Konstantin Zavrazin | Getty Images
“We should really look at the fundamental issues in the Russian economy, including bloated imports,” Hess added. “Even if the ruble says it has a high value, it will have a devastating effect on the economy and quality of life.”
Does this reflect the actual Russian economy?
Does the ruble’s strength mean that Russia’s economic fundamentals are sound and have weathered the blow of sanctions? Not so fast, analysts say.
“The strength of the ruble is linked to an overall balance of payments surplus, which is driven more by external factors related to sanctions, commodity prices and policy actions than to basic long-term macroeconomic trends and fundamentals,” said Themos Phyotakis, Head of FX. Search in Barclays.
The Russian Ministry of Economy said in mid-May It expects unemployment to reach nearly 7%. This year, and that a return to 2021 levels is unlikely until 2025 at the earliest.

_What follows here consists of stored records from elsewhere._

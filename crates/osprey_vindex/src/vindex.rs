use async_trait::async_trait;

use osprey_common::datum::Datum;
use osprey_common::error::VindexError;
use osprey_topo::KeyspaceId;

use crate::cursor::VCursor;

/// How many keyspace ids a single value may map to.
#[derive(Debug, Clone, Copy, PartialEq, Eq)]
pub enum Cardinality {
    Unique,
    NonUnique,
}

/// The operations a vindex may support. `Map` is always present.
#[derive(Debug, Clone, Copy, PartialEq, Eq)]
pub enum VindexCap {
    Map,
    ReverseMap,
    Verify,
    Create,
    Delete,
    Generate,
}

/// The keyspace-id images of one input value. Unique vindexes produce
/// exactly one element (possibly `KeyspaceId::MIN` for "unroutable");
/// non-unique vindexes produce zero or more.
pub type KeyspaceIdSet = Vec<KeyspaceId>;

/// A named mapping between a column value and one or more keyspace ids.
///
/// Operations a vindex does not declare in `capabilities()` keep their
/// default bodies, which fail with a descriptive `Unsupported` error; the
/// router checks `supports()` first so the error names the missing
/// capability at the call site that needed it.
#[async_trait]
pub trait Vindex: Send + Sync {
    fn type_name(&self) -> &'static str;

    fn cardinality(&self) -> Cardinality;

    fn capabilities(&self) -> &[VindexCap];

    fn supports(&self, cap: VindexCap) -> bool {
        self.capabilities().contains(&cap)
    }

    fn unsupported(&self, capability: &'static str) -> VindexError {
        VindexError::Unsupported {
            vindex: self.type_name().to_string(),
            capability,
        }
    }

    /// Map each key to its keyspace-id images. The output length equals the
    /// input length.
    async fn map(
        &self,
        cursor: &dyn VCursor,
        keys: &[Datum],
    ) -> Result<Vec<KeyspaceIdSet>, VindexError>;

    /// Whether `value` is consistent with `ksid`.
    async fn verify(
        &self,
        _cursor: &dyn VCursor,
        _value: &Datum,
        _ksid: &KeyspaceId,
    ) -> Result<bool, VindexError> {
        Err(self.unsupported("Verify"))
    }

    /// Compute the value whose image is `ksid`, if the mapping is
    /// invertible. `Ok(None)` means no value exists.
    async fn reverse_map(
        &self,
        _cursor: &dyn VCursor,
        _ksid: &KeyspaceId,
    ) -> Result<Option<Datum>, VindexError> {
        Err(self.unsupported("ReverseMap"))
    }

    /// Record `value` in the backing table. Lookup vindexes bind the entry
    /// to `ksid`; functional vindexes receive `None`.
    async fn create(
        &self,
        _cursor: &dyn VCursor,
        _value: &Datum,
        _ksid: Option<&KeyspaceId>,
    ) -> Result<(), VindexError> {
        Err(self.unsupported("Create"))
    }

    /// Remove the entries for `values` from the backing table.
    async fn delete(
        &self,
        _cursor: &dyn VCursor,
        _values: &[Datum],
        _ksid: &KeyspaceId,
    ) -> Result<(), VindexError> {
        Err(self.unsupported("Delete"))
    }

    /// Allocate a fresh value. Lookup generators bind it to `ksid`;
    /// functional generators receive `None`.
    async fn generate(
        &self,
        _cursor: &dyn VCursor,
        _ksid: Option<&KeyspaceId>,
    ) -> Result<i64, VindexError> {
        Err(self.unsupported("Generate"))
    }
}

impl std::fmt::Debug for dyn Vindex {
    fn fmt(&self, f: &mut std::fmt::Formatter<'_>) -> std::fmt::Result {
        f.debug_struct("Vindex")
            .field("type_name", &self.type_name())
            .finish()
    }
}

Since the outbreak of the Russian war in Ukraine, thousands of global companies have left Russia, leaving behind huge numbers of Russian unemployed. Foreign investment took a huge blow, and Poverty nearly doubled in the first five weeks of the war Alone, according to the Russian Federal Statistics Agency Rosstat.
“The Russian ruble is no longer an indicator of the health of the economy,” Hess said. “While the ruble has risen thanks to the Kremlin’s intervention, its disinterest in the well-being of Russians continues. Even the Russian Statistical Agency, famous for compiling numbers to achieve the Kremlin’s goals, I admit it The number of Russians living in poverty increased from 12 [million] to 21 million people in the first quarter of 2022.”
Regarding the possibility of the ruble continuing to strengthen, Viotakis said, “It is uncertain and depends on how geopolitics develops and policy adapts.”